Only Lovers Left Alive, the ultra-cool vampire hangout flick from indie legend Jim Jarmusch, is out tomorrow in limited release, marking an even dozen feature films from the creatively coiffed auteur. It’s a fascinating filmography, encompassing multiple genres (from comedy to Western to action movie to horror) without fully turning over to any of them; all of his movies are, above all else, Jim Jarmusch Movies, which has sort of become a genre of its own. Yet the film that you pick as your favorite says a lot about you as a person — and thus we give the Jarmusch filmography our signature “stereotyping you by” treatment.

Permanent Vacation: People who write “First!” in comment sections.

Stranger than Paradise: People who have more than one pork pie hat, and more than one 78 rpm record.

Down by Law: People who pre-ordered Tom Waits’ Orphans: Brawlers, Bawlers & Bastards box set. Also, people who still haven’t forgiven Roberto Benigni for Life Is Beautiful.

Mystery Train: People who love Elvis. Also, people who “ironically” love Elvis.

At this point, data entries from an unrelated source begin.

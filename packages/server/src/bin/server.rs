//! Roomcast chat relay server.
//!
//! Run with:
//! ```not_rust
//! cargo run --bin roomcast-server
//! cargo run --bin roomcast-server -- --host 127.0.0.1 --port 8080 --static-dir ./public
//! ```

use clap::Parser;
use roomcast_server::{config::ServerConfig, ui::Server};
use roomcast_shared::logger::setup_logger;

#[tokio::main]
async fn main() {
    // Initialize tracing
    setup_logger(env!("CARGO_BIN_NAME"), "info");

    let config = ServerConfig::parse();
    tracing::debug!("Configuration: {:?}", config);

    let server = Server::from_config(&config);
    if let Err(e) = server.run(&config.bind_addr()).await {
        tracing::error!("Server error: {}", e);
        std::process::exit(1);
    }
}
//! HTTP API endpoint handlers.

use std::sync::Arc;

use axum::{
    Json,
    extract::{Query, State},
};
use serde::Deserialize;

use crate::{
    domain::RoomName,
    infrastructure::dto::http::{ClientDto, RoomSummaryDto},
    ui::state::AppState,
};

#[derive(Debug, Deserialize)]
pub struct ClientsQuery {
    pub room: Option<String>,
}

/// List clients connected to a room (`general` when `room` is omitted)
pub async fn clients(
    State(state): State<Arc<AppState>>,
    Query(query): Query<ClientsQuery>,
) -> Json<Vec<ClientDto>> {
    let room = RoomName::or_default(query.room);
    let members = state.list_clients_usecase.execute(&room).await;

    // Domain Model から DTO への変換
    Json(members.iter().map(ClientDto::from).collect())
}

/// Health check endpoint
pub async fn health_check() -> Json<serde_json::Value> {
    Json(serde_json::json!({"status": "ok"}))
}

/// Get list of non-empty rooms
pub async fn get_rooms(State(state): State<Arc<AppState>>) -> Json<Vec<RoomSummaryDto>> {
    let rooms = state.list_clients_usecase.rooms().await;
    Json(rooms.into_iter().map(RoomSummaryDto::from).collect())
}
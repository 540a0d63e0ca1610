//! UI utilities for the client.

use std::io::Write;

/// Redisplay the prompt after receiving a message
pub fn redisplay_prompt(nickname: &str) {
    print!("{}> ", nickname);
    std::io::stdout().flush().ok();
}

Night on Earth: Women who’ve gone from wanting to be Winona Ryder to wanting to be Gena Rowlands.

Dead Man: Men who have, at least once in their lives, worn mutton chops and some sort of crafted mustache. Also, women who own at least one corset.

Year of the Horse: People whose entire wardrobe is comprised of flannel shirts and long underwear.

Ghost Dog: The Way of the Samurai: Men who own multiple Wu-Tang albums on vinyl, and multiple Seijun Suzuki films on imported Blu-ray.

Coffee and Cigarettes: People who still call each other “Billmurray” in casual conversation and couldn’t care less that other people don’t know why the hell they’re doing that.

Broken Flowers: People who thought Bill Murray was too cheery in Lost in Translation.

The Limits of Control: Heidegger diehards who thought Ghost Dog had “way too much plot, man.”

Only Lovers Left Alive: People who rotate between multiple shades of black fingernail/toenail polish.